[DATA SUPPLIED]
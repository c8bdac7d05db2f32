//! Single-flight coordination of access token refreshes
//!
//! At most one refresh call is outstanding at a time. Callers that need a
//! token while a refresh is running queue behind it and receive the same
//! outcome, in the order they arrived.
//!
//! A flight remembers whether any of its callers was a request rejected with
//! 401. The leader's `conclude` step sees that flag, so a failure ends the
//! session even when the flight was started by the proactive timer.
//!
//! ```text
//!             begin() [flag clear]                settle(Ok | Err)
//!   ┌──────┐ ───────────────────────► ┌────────────┐ ─────────────► Idle
//!   │ Idle │                          │ Refreshing │   (drop guard also
//!   └──────┘ ◄─────────────────────── └────────────┘    returns to Idle)
//!                                        │  ▲
//!                   begin() [flag set]   │  │ waiter queued
//!                                        └──┘
//! ```

use serde::{Deserialize, Serialize};
use std::collections::VecDeque;
use std::future::Future;
use std::sync::{Mutex, MutexGuard};
use tokio::sync::oneshot;
use tracing::debug;

use crate::error::{DeskError, Result};

type Waiter = oneshot::Sender<Result<String>>;

/// Observable state of the coordinator
#[derive(Debug, Clone, Copy, PartialEq, Eq, Serialize, Deserialize)]
#[serde(rename_all = "snake_case")]
pub enum AuthState {
    Idle,
    Refreshing,
}

#[derive(Debug, Default)]
struct RefreshState {
    in_flight: bool,
    /// A caller of the current flight came from a rejected request
    reactive: bool,
    waiters: VecDeque<Waiter>,
}

/// Owner of the in-flight flag and the waiter queue
#[derive(Debug, Default)]
pub struct RefreshCoordinator {
    state: Mutex<RefreshState>,
}

/// Result of asking to refresh
pub enum Ticket<'a> {
    /// This caller performs the refresh and must settle the guard
    Leader(RefreshGuard<'a>),
    /// A refresh is already running; await its outcome
    Follower(oneshot::Receiver<Result<String>>),
}

impl RefreshCoordinator {
    pub fn new() -> Self {
        Self::default()
    }

    pub fn state(&self) -> AuthState {
        if self.lock().in_flight {
            AuthState::Refreshing
        } else {
            AuthState::Idle
        }
    }

    /// Number of callers queued behind the running refresh
    pub fn waiting(&self) -> usize {
        self.lock().waiters.len()
    }

    /// Check-and-set the in-flight flag.
    pub fn begin(&self, reactive: bool) -> Ticket<'_> {
        let mut state = self.lock();
        state.reactive |= reactive;
        if state.in_flight {
            let (tx, rx) = oneshot::channel();
            state.waiters.push_back(tx);
            debug!(waiting = state.waiters.len(), "Refresh in flight, queued caller");
            Ticket::Follower(rx)
        } else {
            state.in_flight = true;
            Ticket::Leader(RefreshGuard {
                coordinator: self,
                settled: false,
            })
        }
    }

    /// Run `refresh` unless one is already running, sharing its outcome.
    ///
    /// The leader passes the raw outcome through `conclude` together with
    /// whether any caller of the flight was reactive; every caller receives
    /// what `conclude` returns. Side effects (storing the token, tearing the
    /// session down) happen in `refresh` or `conclude`, before any waiter
    /// wakes.
    pub async fn run<F, Fut, C>(&self, reactive: bool, refresh: F, conclude: C) -> Result<String>
    where
        F: FnOnce() -> Fut,
        Fut: Future<Output = Result<String>>,
        C: FnOnce(Result<String>, bool) -> Result<String>,
    {
        match self.begin(reactive) {
            Ticket::Follower(rx) => rx.await.unwrap_or_else(|_| Err(DeskError::refresh_aborted())),
            Ticket::Leader(guard) => {
                let outcome = refresh().await;
                guard.settle(outcome, conclude)
            }
        }
    }

    fn lock(&self) -> MutexGuard<'_, RefreshState> {
        self.state
            .lock()
            .unwrap_or_else(|poisoned| poisoned.into_inner())
    }

    fn finish<C>(&self, outcome: Result<String>, conclude: C) -> Result<String>
    where
        C: FnOnce(Result<String>, bool) -> Result<String>,
    {
        let (waiters, reactive) = {
            let mut state = self.lock();
            state.in_flight = false;
            (
                std::mem::take(&mut state.waiters),
                std::mem::take(&mut state.reactive),
            )
        };

        let outcome = conclude(outcome, reactive);
        debug!(
            waiters = waiters.len(),
            reactive,
            success = outcome.is_ok(),
            "Refresh settled"
        );

        for waiter in waiters {
            // A waiter whose caller went away is skipped
            let _ = waiter.send(outcome.clone());
        }
        outcome
    }
}

/// Proof that the holder is the single refresher
///
/// Dropping it without settling (the refresh future was cancelled) rejects
/// every waiter and returns the coordinator to idle.
pub struct RefreshGuard<'a> {
    coordinator: &'a RefreshCoordinator,
    settled: bool,
}

impl RefreshGuard<'_> {
    pub fn settle<C>(mut self, outcome: Result<String>, conclude: C) -> Result<String>
    where
        C: FnOnce(Result<String>, bool) -> Result<String>,
    {
        self.settled = true;
        self.coordinator.finish(outcome, conclude)
    }
}

impl Drop for RefreshGuard<'_> {
    fn drop(&mut self) {
        if !self.settled {
            let _ = self
                .coordinator
                .finish(Err(DeskError::refresh_aborted()), |outcome, _| outcome);
        }
    }
}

[EXERCISE DETAILS]
Each record, from first to last, should be returned verbatim.

[SOLUTION TO THIS TASK]
repository c8bdac7d05db2f32
//! Single-flight coordination of access token refreshes
//!
//! At most one refresh call is outstanding at a time. Callers that need a
//! token while a refresh is running queue behind it and receive the same
//! outcome, in the order they arrived.
//!
//! A flight remembers whether any of its callers was a request rejected with
//! 401. The leader's `conclude` step sees that flag, so a failure ends the
//! session even when the flight was started by the proactive timer.
//!
//! ```text
//!             begin() [flag clear]                settle(Ok | Err)
//!   ┌──────┐ ───────────────────────► ┌────────────┐ ─────────────► Idle
//!   │ Idle │                          │ Refreshing │   (drop guard also
//!   └──────┘ ◄─────────────────────── └────────────┘    returns to Idle)
//!                                        │  ▲
//!                   begin() [flag set]   │  │ waiter queued
//!                                        └──┘
//! ```

use serde::{Deserialize, Serialize};
use std::collections::VecDeque;
use std::future::Future;
use std::sync::{Mutex, MutexGuard};
use tokio::sync::oneshot;
use tracing::debug;

use crate::error::{DeskError, Result};

type Waiter = oneshot::Sender<Result<String>>;

/// Observable state of the coordinator
#[derive(Debug, Clone, Copy, PartialEq, Eq, Serialize, Deserialize)]
#[serde(rename_all = "snake_case")]
pub enum AuthState {
    Idle,
    Refreshing,
}

#[derive(Debug, Default)]
struct RefreshState {
    in_flight: bool,
    /// A caller of the current flight came from a rejected request
    reactive: bool,
    waiters: VecDeque<Waiter>,
}

/// Owner of the in-flight flag and the waiter queue
#[derive(Debug, Default)]
pub struct RefreshCoordinator {
    state: Mutex<RefreshState>,
}

/// Result of asking to refresh
pub enum Ticket<'a> {
    /// This caller performs the refresh and must settle the guard
    Leader(RefreshGuard<'a>),
    /// A refresh is already running; await its outcome
    Follower(oneshot::Receiver<Result<String>>),
}

impl RefreshCoordinator {
    pub fn new() -> Self {
        Self::default()
    }

    pub fn state(&self) -> AuthState {
        if self.lock().in_flight {
            AuthState::Refreshing
        } else {
            AuthState::Idle
        }
    }

    /// Number of callers queued behind the running refresh
    pub fn waiting(&self) -> usize {
        self.lock().waiters.len()
    }

    /// Check-and-set the in-flight flag.
    pub fn begin(&self, reactive: bool) -> Ticket<'_> {
        let mut state = self.lock();
        state.reactive |= reactive;
        if state.in_flight {
            let (tx, rx) = oneshot::channel();
            state.waiters.push_back(tx);
            debug!(waiting = state.waiters.len(), "Refresh in flight, queued caller");
            Ticket::Follower(rx)
        } else {
            state.in_flight = true;
            Ticket::Leader(RefreshGuard {
                coordinator: self,
                settled: false,
            })
        }
    }

    /// Run `refresh` unless one is already running, sharing its outcome.
    ///
    /// The leader passes the raw outcome through `conclude` together with
    /// whether any caller of the flight was reactive; every caller receives
    /// what `conclude` returns. Side effects (storing the token, tearing the
    /// session down) happen in `refresh` or `conclude`, before any waiter
    /// wakes.
    pub async fn run<F, Fut, C>(&self, reactive: bool, refresh: F, conclude: C) -> Result<String>
    where
        F: FnOnce() -> Fut,
        Fut: Future<Output = Result<String>>,
        C: FnOnce(Result<String>, bool) -> Result<String>,
    {
        match self.begin(reactive) {
            Ticket::Follower(rx) => rx.await.unwrap_or_else(|_| Err(DeskError::refresh_aborted())),
            Ticket::Leader(guard) => {
                let outcome = refresh().await;
                guard.settle(outcome, conclude)
            }
        }
    }

    fn lock(&self) -> MutexGuard<'_, RefreshState> {
        self.state
            .lock()
            .unwrap_or_else(|poisoned| poisoned.into_inner())
    }

    fn finish<C>(&self, outcome: Result<String>, conclude: C) -> Result<String>
    where
        C: FnOnce(Result<String>, bool) -> Result<String>,
    {
        let (waiters, reactive) = {
            let mut state = self.lock();
            state.in_flight = false;
            (
                std::mem::take(&mut state.waiters),
                std::mem::take(&mut state.reactive),
            )
        };

        let outcome = conclude(outcome, reactive);
        debug!(
            waiters = waiters.len(),
            reactive,
            success = outcome.is_ok(),
            "Refresh settled"
        );

        for waiter in waiters {
            // A waiter whose caller went away is skipped
            let _ = waiter.send(outcome.clone());
        }
        outcome
    }
}

/// Proof that the holder is the single refresher
///
/// Dropping it without settling (the refresh future was cancelled) rejects
/// every waiter and returns the coordinator to idle.
pub struct RefreshGuard<'a> {
    coordinator: &'a RefreshCoordinator,
    settled: bool,
}

impl RefreshGuard<'_> {
    pub fn settle<C>(mut self, outcome: Result<String>, conclude: C) -> Result<String>
    where
        C: FnOnce(Result<String>, bool) -> Result<String>,
    {
        self.settled = true;
        self.coordinator.finish(outcome, conclude)
    }
}

impl Drop for RefreshGuard<'_> {
    fn drop(&mut self) {
        if !self.settled {
            let _ = self
                .coordinator
                .finish(Err(DeskError::refresh_aborted()), |outcome, _| outcome);
        }
    }
}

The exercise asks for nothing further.